Há potencial no Brasil para uma ampla crise política, caso ocorra a saída de Dilma, destaca o relatório do Wells Fargo. "Mas por agora esse processo não está claro", afirma o economista. Aleman cita que Dilma estava no Conselho da Petrobrás durante o período investigado pela Lava Jato. Mas até agora as investigações da Polícia Federal não envolveram a presidente, afirma o relatório.

Grau de investimento. Economistas que acompanham o dia a dia da economia brasileira concordam que o cenário piorou. O reconhecimento do déficit de R$ 30,5 bilhões no Orçamento da União no próximo foi um fator decisivo para essa piora.

Em entrevista ao Broadcast, serviço em tempo real da Agência Estado, o ex-diretor de Assuntos Internacionais do Banco Central (BC) e sócio da Schwartsman & Associados, Alexandre Schwartsman, disse que a situação atual deve acelerar a perda do grau de investimento, espécie de atestado de bom pagador, atribuído a países e empresas por agências de classificação de risco.

"A parcela positiva da avaliação do Brasil, à parte reservas, foi a promessa de melhora fiscal, agora prejudicada pela proposta orçamentária. Isso acelera, provavelmente, o processo", disse o economista.

Quanto ao câmbio, Schwartsman avalia que o efeito de uma eventual perda do grau de investimento é sempre controverso. Mas diz desconfiar que esse cenário já estaria, em boa medida, no preço. "Deve seguir desvalorizando, mas pelos demais motivos: Estados Unidos, China e commodities, etc", previu.

Na avaliação da pesquisadora do Peterson Institute for International Economics, Monica de Bolle, o número previsto no Orçamento de 2016, se mantido inalterado, fará com que a economia brasileira acumule déficits primários por três anos seguidos. Em 2014, o déficit primário ficou em 0,6% do PIB. Neste ano, a equipe econômica trabalha com uma meta de superávit primário de 0,15% do PIB, mas ela acha bastante difícil que esse resultado seja alcançado.

"A equipe econômica pode ter tentado fazer com que o Orçamentário deficitário desse uma dimensão da extensão dos nossos problemas para o Congresso", diz Mônica. "A classe política e a sociedade brasileira têm de reconhecer que os problemas são graves e precisam fazer uma discussão muito mais séria do que a que está havendo nesse momento."
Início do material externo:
//! Chat client configuration and the per-request prompt builder.
//!
//! ```rust
//! use std::sync::Arc;
//!
//! use fcommon::CallContext;
//! use fchat::ChatClient;
//! use fprovider::{ModelOptions, ScriptedProvider};
//!
//! # tokio_test_block_on(async {
//! let provider = Arc::new(ScriptedProvider::new());
//! provider.push_text("Hi there");
//!
//! let client = ChatClient::builder(provider.clone())
//!     .default_options(ModelOptions::new("demo-model"))
//!     .build()
//!     .expect("model is configured");
//!
//! let text = client
//!     .prompt()
//!     .user("Hi")
//!     .call(CallContext::new())
//!     .text()
//!     .await
//!     .expect("scripted reply");
//!
//! assert_eq!(text, "Hi there");
//! # });
//! # fn tokio_test_block_on<F: std::future::Future>(future: F) -> F::Output {
//! #     tokio::runtime::Builder::new_current_thread().enable_all().build().unwrap().block_on(future)
//! # }
//! ```

use std::sync::Arc;

use fcommon::MetadataMap;
use fprompt::{SystemPromptTemplate, UserPromptTemplate};
use fprovider::{Message, ModelOptions, ModelProvider};
use ftooling::{NoopToolRuntimeHooks, ToolRegistry, ToolRuntimeHooks};
use serde_json::Value;

use crate::{
    CallHandler, CallMiddleware, ChatError, ChatPrompt, ModelInvoker, StreamHandler,
    StreamMiddleware, chain_call, chain_stream,
};

/// Limits applied to a single conversational turn.
#[derive(Debug, Clone, Copy, PartialEq, Eq)]
pub struct ChatPolicy {
    /// Maximum number of times the tool dispatcher may send a turn back to the model.
    pub max_tool_round_trips: usize,
}

impl ChatPolicy {
    pub fn new(max_tool_round_trips: usize) -> Self {
        Self {
            max_tool_round_trips,
        }
    }

    pub fn unbounded() -> Self {
        Self::new(usize::MAX)
    }
}

impl Default for ChatPolicy {
    fn default() -> Self {
        Self::new(16)
    }
}

pub(crate) struct ClientConfig {
    pub(crate) provider: Arc<dyn ModelProvider>,
    pub(crate) options: ModelOptions,
    pub(crate) system_template: Option<SystemPromptTemplate>,
    pub(crate) user_template: Option<UserPromptTemplate>,
    pub(crate) messages: Vec<Message>,
    pub(crate) params: MetadataMap,
    pub(crate) call_middlewares: Vec<Arc<dyn CallMiddleware>>,
    pub(crate) stream_middlewares: Vec<Arc<dyn StreamMiddleware>>,
    pub(crate) registry: Arc<ToolRegistry>,
    pub(crate) tool_hooks: Arc<dyn ToolRuntimeHooks>,
    pub(crate) policy: ChatPolicy,
    pub(crate) call_chain: CallHandler,
    pub(crate) stream_chain: StreamHandler,
}

/// Immutable, cheaply clonable chat client.
///
/// The middleware chains are composed once in [`ChatClientBuilder::build`] and shared by
/// every prompt issued from this client.
#[derive(Clone)]
pub struct ChatClient {
    config: Arc<ClientConfig>,
}

impl ChatClient {
    pub fn builder(provider: Arc<dyn ModelProvider>) -> ChatClientBuilder {
        ChatClientBuilder::new(provider)
    }

    pub fn prompt(&self) -> ChatPrompt {
        ChatPrompt::new(Arc::clone(&self.config))
    }

    /// Forks this client's configuration into a fresh builder.
    pub fn mutate(&self) -> ChatClientBuilder {
        let config = &self.config;
        ChatClientBuilder {
            provider: Arc::clone(&config.provider),
            options: Some(config.options.clone()),
            system_template: config.system_template.clone(),
            user_template: config.user_template.clone(),
            messages: config.messages.clone(),
            params: config.params.clone(),
            call_middlewares: config.call_middlewares.clone(),
            stream_middlewares: config.stream_middlewares.clone(),
            registry: Some(Arc::clone(&config.registry)),
            tool_hooks: Arc::clone(&config.tool_hooks),
            policy: config.policy,
        }
    }

    pub fn options(&self) -> &ModelOptions {
        &self.config.options
    }

    pub fn policy(&self) -> ChatPolicy {
        self.config.policy
    }

    pub fn tool_registry(&self) -> Arc<ToolRegistry> {
        Arc::clone(&self.config.registry)
    }

    pub fn call_middleware_count(&self) -> usize {
        self.config.call_middlewares.len()
    }

    pub fn stream_middleware_count(&self) -> usize {
        self.config.stream_middlewares.len()
    }
}

impl std::fmt::Debug for ChatClient {
    fn fmt(&self, f: &mut std::fmt::Formatter<'_>) -> std::fmt::Result {
        f.debug_struct("ChatClient")
            .field("options", &self.config.options)
            .field("policy", &self.config.policy)
            .field("call_middlewares", &self.config.call_middlewares.len())
            .field("stream_middlewares", &self.config.stream_middlewares.len())
            .finish_non_exhaustive()
    }
}

pub struct ChatClientBuilder {
    provider: Arc<dyn ModelProvider>,
    options: Option<ModelOptions>,
    system_template: Option<SystemPromptTemplate>,
    user_template: Option<UserPromptTemplate>,
    messages: Vec<Message>,
    params: MetadataMap,
    call_middlewares: Vec<Arc<dyn CallMiddleware>>,
    stream_middlewares: Vec<Arc<dyn StreamMiddleware>>,
    registry: Option<Arc<ToolRegistry>>,
    tool_hooks: Arc<dyn ToolRuntimeHooks>,
    policy: ChatPolicy,
}

impl ChatClientBuilder {
    pub fn new(provider: Arc<dyn ModelProvider>) -> Self {
        Self {
            provider,
            options: None,
            system_template: None,
            user_template: None,
            messages: Vec::new(),
            params: MetadataMap::new(),
            call_middlewares: Vec::new(),
            stream_middlewares: Vec::new(),
            registry: None,
            tool_hooks: Arc::new(NoopToolRuntimeHooks),
            policy: ChatPolicy::default(),
        }
    }

    /// Replaces the provider's default options.
    pub fn default_options(mut self, options: ModelOptions) -> Self {
        self.options = Some(options);
        self
    }

    pub fn default_system(self, text: impl Into<String>) -> Self {
        self.default_system_template(SystemPromptTemplate::new(text))
    }

    pub fn default_system_template(mut self, template: SystemPromptTemplate) -> Self {
        self.system_template = Some(template);
        self
    }

    pub fn default_user(self, text: impl Into<String>) -> Self {
        self.default_user_template(UserPromptTemplate::new(text))
    }

    pub fn default_user_template(mut self, template: UserPromptTemplate) -> Self {
        self.user_template = Some(template);
        self
    }

    /// Messages placed before every prompt's own messages.
    pub fn default_messages(mut self, messages: impl IntoIterator<Item = Message>) -> Self {
        self.messages.extend(messages);
        self
    }

    pub fn default_param(mut self, key: impl Into<String>, value: impl Into<Value>) -> Self {
        self.params.insert(key.into(), value.into());
        self
    }

    pub fn call_middleware<M>(mut self, middleware: M) -> Self
    where
        M: CallMiddleware + 'static,
    {
        self.call_middlewares.push(Arc::new(middleware));
        self
    }

    pub fn call_middleware_arc(mut self, middleware: Arc<dyn CallMiddleware>) -> Self {
        self.call_middlewares.push(middleware);
        self
    }

    pub fn stream_middleware<M>(mut self, middleware: M) -> Self
    where
        M: StreamMiddleware + 'static,
    {
        self.stream_middlewares.push(Arc::new(middleware));
        self
    }

    pub fn stream_middleware_arc(mut self, middleware: Arc<dyn StreamMiddleware>) -> Self {
        self.stream_middlewares.push(middleware);
        self
    }

    pub fn tool_registry(mut self, registry: Arc<ToolRegistry>) -> Self {
        self.registry = Some(registry);
        self
    }

    pub fn tool_hooks(mut self, hooks: Arc<dyn ToolRuntimeHooks>) -> Self {
        self.tool_hooks = hooks;
        self
    }

    pub fn policy(mut self, policy: ChatPolicy) -> Self {
        self.policy = policy;
        self
    }

    pub fn build(self) -> Result<ChatClient, ChatError> {
        let options = self
            .options
            .unwrap_or_else(|| self.provider.default_options());
        if !options.has_model() {
            return Err(ChatError::model_required());
        }

        let invoker = ModelInvoker::new(Arc::clone(&self.provider));
        let call_chain = chain_call(&self.call_middlewares, invoker.call_handler());
        let stream_chain = chain_stream(&self.stream_middlewares, invoker.stream_handler());

        Ok(ChatClient {
            config: Arc::new(ClientConfig {
                provider: self.provider,
                options,
                system_template: self.system_template,
                user_template: self.user_template,
                messages: self.messages,
                params: self.params,
                call_middlewares: self.call_middlewares,
                stream_middlewares: self.stream_middlewares,
                registry: self.registry.unwrap_or_else(ToolRegistry::global),
                tool_hooks: self.tool_hooks,
                policy: self.policy,
                call_chain,
                stream_chain,
            }),
        })
    }
}

#[cfg(test)]
mod tests {
    use fprovider::ScriptedProvider;

    use super::*;
    use crate::{ChatErrorKind, RecoverMiddleware, SafeguardMiddleware};

    #[test]
    fn build_requires_a_model_name() {
        let provider = Arc::new(ScriptedProvider::new());
        let error = ChatClient::builder(provider)
            .default_options(ModelOptions::default())
            .build()
            .expect_err("model missing");

        assert_eq!(error.kind, ChatErrorKind::ModelRequired);
    }

    #[test]
    fn provider_defaults_apply_when_no_options_are_given() {
        let client = ChatClient::builder(Arc::new(ScriptedProvider::new()))
            .build()
            .expect("scripted provider names a model");

        assert_eq!(client.options().model, "scripted-model");
        assert_eq!(client.policy(), ChatPolicy::default());
    }

    #[test]
    fn mutate_forks_without_touching_the_origin() {
        let origin = ChatClient::builder(Arc::new(ScriptedProvider::new()))
            .call_middleware(RecoverMiddleware)
            .stream_middleware(RecoverMiddleware)
            .build()
            .expect("valid");

        let fork = origin
            .mutate()
            .call_middleware(SafeguardMiddleware::new(["secret"]))
            .policy(ChatPolicy::unbounded())
            .build()
            .expect("valid");

        assert_eq!(origin.call_middleware_count(), 1);
        assert_eq!(fork.call_middleware_count(), 2);
        assert_eq!(fork.stream_middleware_count(), 1);
        assert_eq!(origin.policy().max_tool_round_trips, 16);
        assert_eq!(fork.policy().max_tool_round_trips, usize::MAX);
    }
}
Quando assumiu o governo, o ministro da Fazenda, Joaquim Levy, chegou a prometer um superávit primário de 2% do PIB para 2016 - esse número, antes da divulgação da proposta orçamentária, já havia sido revisado para 0,7% do PIB.

"O risco de perda de grau de investimento aumentou porque a proposta deixou uma situação totalmente em aberto. Houve um aumento da incerteza, porque não existe a fonte de financiamento desse déficit", afirma Raul Velloso, especialista em finanças públicas.